(Bloomberg) -- Starbucks Corp. is asking the U.S. labor board to overturn a ruling allowing store-by-store unionization in Arizona, where ballots were already mailed to employees last week.

In a Monday filing with the National Labor Relations Board, the coffee chain sought to overturn a regional director’s ruling that deemed the employees of a single store in Mesa an appropriate potential bargaining unit. As it has in similar disputes across the country, the company argued that any election should include a larger group of workers in the region, meaning the union would need many more votes to prevail. In the Jan. 7 Arizona ruling, the regional director found there was insufficient reason to depart from the agency’s standard position that the employees of a single worksite constitute an appropriate voter pool for a union election.

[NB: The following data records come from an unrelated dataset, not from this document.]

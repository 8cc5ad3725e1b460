//! Conversions between `Value` and concrete Rust types
//!
//! `ColumnValue` is the link between the semantic type tags and the Rust
//! types callers actually hold. Row mapping, output parameters, scalar reads
//! and typed inputs all go through it.

use crate::{ProcError, Result, ScalarKind, SemanticType, Value};
use chrono::{DateTime, NaiveDate, NaiveDateTime, NaiveTime, Utc};
use uuid::Uuid;

/// A Rust type that can be read from a cell or bound as a parameter
pub trait ColumnValue: Sized {
    /// Semantic type this Rust type maps to
    const SEMANTIC_TYPE: SemanticType;

    /// Underlying integer kind when the type is an enum stored as a number
    const ENUM_REPR: Option<ScalarKind> = None;

    /// Convert a non-null value
    fn from_value(value: Value) -> Result<Self>;

    /// Convert into a value suitable for binding
    fn into_value(self) -> Value;

    /// The absent representation, if this type has one.
    ///
    /// Only nullable-wrapped types (`Option<T>`) return `Some`.
    fn null_value() -> Option<Self> {
        None
    }
}

pub(crate) fn conversion_error(value: &Value, target: &str) -> ProcError {
    ProcError::Conversion(format!("cannot convert {} value to {}", value.describe(), target))
}

impl<T: ColumnValue> ColumnValue for Option<T> {
    const SEMANTIC_TYPE: SemanticType = T::SEMANTIC_TYPE.nullable();
    const ENUM_REPR: Option<ScalarKind> = T::ENUM_REPR;

    fn from_value(value: Value) -> Result<Self> {
        if value.is_null() {
            return Ok(None);
        }
        T::from_value(value).map(Some)
    }

    fn into_value(self) -> Value {
        match self {
            Some(v) => v.into_value(),
            None => Value::Null,
        }
    }

    fn null_value() -> Option<Self> {
        Some(None)
    }
}

macro_rules! impl_integer_column {
    ($ty:ty, $kind:ident, $variant:ident) => {
        impl ColumnValue for $ty {
            const SEMANTIC_TYPE: SemanticType = SemanticType::new(ScalarKind::$kind);

            fn from_value(value: Value) -> Result<Self> {
                let wide = value
                    .as_i64()
                    .ok_or_else(|| conversion_error(&value, stringify!($ty)))?;
                <$ty>::try_from(wide).map_err(|_| {
                    ProcError::Conversion(format!("{wide} does not fit in {}", stringify!($ty)))
                })
            }

            fn into_value(self) -> Value {
                Value::$variant(self.into())
            }
        }
    };
}

impl_integer_column!(i8, Int8, Int8);
impl_integer_column!(u8, UInt8, UInt8);
impl_integer_column!(i16, Int16, Int16);
impl_integer_column!(i32, Int32, Int32);
impl_integer_column!(i64, Int64, Int64);
impl_integer_column!(u16, UInt16, Int32);
impl_integer_column!(u32, UInt32, Int64);

impl ColumnValue for u64 {
    const SEMANTIC_TYPE: SemanticType = SemanticType::new(ScalarKind::UInt64);

    fn from_value(value: Value) -> Result<Self> {
        if let Value::Decimal(s) | Value::String(s) = &value {
            if let Ok(v) = s.parse::<u64>() {
                return Ok(v);
            }
        }
        let wide = value
            .as_i64()
            .ok_or_else(|| conversion_error(&value, "u64"))?;
        u64::try_from(wide).map_err(|_| ProcError::Conversion(format!("{wide} does not fit in u64")))
    }

    fn into_value(self) -> Value {
        match i64::try_from(self) {
            Ok(v) => Value::Int64(v),
            Err(_) => Value::Decimal(self.to_string()),
        }
    }
}

impl ColumnValue for bool {
    const SEMANTIC_TYPE: SemanticType = SemanticType::new(ScalarKind::Bool);

    fn from_value(value: Value) -> Result<Self> {
        value.as_bool().ok_or_else(|| conversion_error(&value, "bool"))
    }

    fn into_value(self) -> Value {
        Value::Bool(self)
    }
}

impl ColumnValue for f32 {
    const SEMANTIC_TYPE: SemanticType = SemanticType::new(ScalarKind::Float32);

    fn from_value(value: Value) -> Result<Self> {
        match value {
            Value::Float32(v) => Ok(v),
            other => other
                .as_f64()
                .map(|v| v as f32)
                .ok_or_else(|| conversion_error(&other, "f32")),
        }
    }

    fn into_value(self) -> Value {
        Value::Float32(self)
    }
}

impl ColumnValue for f64 {
    const SEMANTIC_TYPE: SemanticType = SemanticType::new(ScalarKind::Float64);

    fn from_value(value: Value) -> Result<Self> {
        value.as_f64().ok_or_else(|| conversion_error(&value, "f64"))
    }

    fn into_value(self) -> Value {
        Value::Float64(self)
    }
}

impl ColumnValue for String {
    const SEMANTIC_TYPE: SemanticType = SemanticType::new(ScalarKind::Text);

    fn from_value(value: Value) -> Result<Self> {
        match value {
            Value::String(s) | Value::Decimal(s) => Ok(s),
            Value::Uuid(u) => Ok(u.to_string()),
            Value::Json(j) => Ok(j.to_string()),
            other => Err(conversion_error(&other, "String")),
        }
    }

    fn into_value(self) -> Value {
        Value::String(self)
    }
}

impl ColumnValue for Vec<u8> {
    const SEMANTIC_TYPE: SemanticType = SemanticType::new(ScalarKind::Bytes);

    fn from_value(value: Value) -> Result<Self> {
        match value {
            Value::Bytes(b) => Ok(b),
            other => Err(conversion_error(&other, "Vec<u8>")),
        }
    }

    fn into_value(self) -> Value {
        Value::Bytes(self)
    }
}

impl ColumnValue for Uuid {
    const SEMANTIC_TYPE: SemanticType = SemanticType::new(ScalarKind::Uuid);

    fn from_value(value: Value) -> Result<Self> {
        match value {
            Value::Uuid(u) => Ok(u),
            Value::String(ref s) => Uuid::parse_str(s).map_err(|e| ProcError::Conversion(e.to_string())),
            other => Err(conversion_error(&other, "Uuid")),
        }
    }

    fn into_value(self) -> Value {
        Value::Uuid(self)
    }
}

impl ColumnValue for NaiveDate {
    const SEMANTIC_TYPE: SemanticType = SemanticType::new(ScalarKind::Date);

    fn from_value(value: Value) -> Result<Self> {
        match value {
            Value::Date(d) => Ok(d),
            Value::DateTime(dt) => Ok(dt.date()),
            Value::DateTimeUtc(dt) => Ok(dt.date_naive()),
            other => Err(conversion_error(&other, "NaiveDate")),
        }
    }

    fn into_value(self) -> Value {
        Value::Date(self)
    }
}

impl ColumnValue for NaiveTime {
    const SEMANTIC_TYPE: SemanticType = SemanticType::new(ScalarKind::Time);

    fn from_value(value: Value) -> Result<Self> {
        match value {
            Value::Time(t) => Ok(t),
            Value::DateTime(dt) => Ok(dt.time()),
            other => Err(conversion_error(&other, "NaiveTime")),
        }
    }

    fn into_value(self) -> Value {
        Value::Time(self)
    }
}

impl ColumnValue for NaiveDateTime {
    const SEMANTIC_TYPE: SemanticType = SemanticType::new(ScalarKind::DateTime);

    fn from_value(value: Value) -> Result<Self> {
        match value {
            Value::DateTime(dt) => Ok(dt),
            Value::DateTimeUtc(dt) => Ok(dt.naive_utc()),
            Value::Date(d) => Ok(d.and_time(NaiveTime::MIN)),
            other => Err(conversion_error(&other, "NaiveDateTime")),
        }
    }

    fn into_value(self) -> Value {
        Value::DateTime(self)
    }
}

impl ColumnValue for DateTime<Utc> {
    const SEMANTIC_TYPE: SemanticType = SemanticType::new(ScalarKind::DateTimeOffset);

    fn from_value(value: Value) -> Result<Self> {
        match value {
            Value::DateTimeUtc(dt) => Ok(dt),
            Value::DateTime(dt) => Ok(dt.and_utc()),
            other => Err(conversion_error(&other, "DateTime<Utc>")),
        }
    }

    fn into_value(self) -> Value {
        Value::DateTimeUtc(self)
    }
}

impl ColumnValue for serde_json::Value {
    const SEMANTIC_TYPE: SemanticType = SemanticType::new(ScalarKind::Json);

    fn from_value(value: Value) -> Result<Self> {
        match value {
            Value::Json(j) => Ok(j),
            Value::String(s) => serde_json::from_str(&s).map_err(|e| ProcError::Conversion(e.to_string())),
            other => Err(conversion_error(&other, "serde_json::Value")),
        }
    }

    fn into_value(self) -> Value {
        Value::Json(self)
    }
}

/// Implement [`ColumnValue`] for a fieldless enum stored as an integer.
///
/// The enum needs `TryFrom<$repr>` and `$repr: From<$enum>`.
///
/// ```ignore
/// #[derive(Debug, Default, Clone, Copy, PartialEq)]
/// enum Status { #[default] Draft = 0, Published = 1 }
///
/// impl TryFrom<i32> for Status { /* ... */ }
/// impl From<Status> for i32 { fn from(s: Status) -> i32 { s as i32 } }
///
/// sproc_core::impl_enum_column!(Status, i32);
/// ```
#[macro_export]
macro_rules! impl_enum_column {
    ($enum:ty, $repr:ty) => {
        impl $crate::ColumnValue for $enum {
            const SEMANTIC_TYPE: $crate::SemanticType =
                <$repr as $crate::ColumnValue>::SEMANTIC_TYPE;
            const ENUM_REPR: ::core::option::Option<$crate::ScalarKind> =
                ::core::option::Option::Some(<$repr as $crate::ColumnValue>::SEMANTIC_TYPE.kind);

            fn from_value(value: $crate::Value) -> $crate::Result<Self> {
                let raw = <$repr as $crate::ColumnValue>::from_value(value)?;
                <$enum as ::core::convert::TryFrom<$repr>>::try_from(raw).map_err(|_| {
                    $crate::ProcError::Conversion(::std::format!(
                        "{} is not a valid {}",
                        raw,
                        ::core::stringify!($enum)
                    ))
                })
            }

            fn into_value(self) -> $crate::Value {
                <$repr as $crate::ColumnValue>::into_value(<$repr>::from(self))
            }
        }
    };
}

“Trying to prevent our votes from being counted is so undemocratic,” Michelle Hejduk, an Arizona Starbucks employee, said in an emailed statement from Workers United, an affiliate of the Service Employees International Union. “But the partners will win.”

Read more: Starbucks union vote sets up a watershed moment for labor

Starbucks didn’t immediately respond to a request for comment.

Arizona employees’ ballots are due back by Feb. 2. Starbucks’s appeal asks that the NLRB members in Washington either halt the election or impound the ballots while considering the company’s arguments. A trio of NLRB members in December rejected a similar appeal by Starbucks, which had sought to quash the counting of ballots in New York. That paved the way for Workers United’s landmark wins at two stores in the Buffalo area and the subsequent filing of a flurry of election petitions by workers across the country.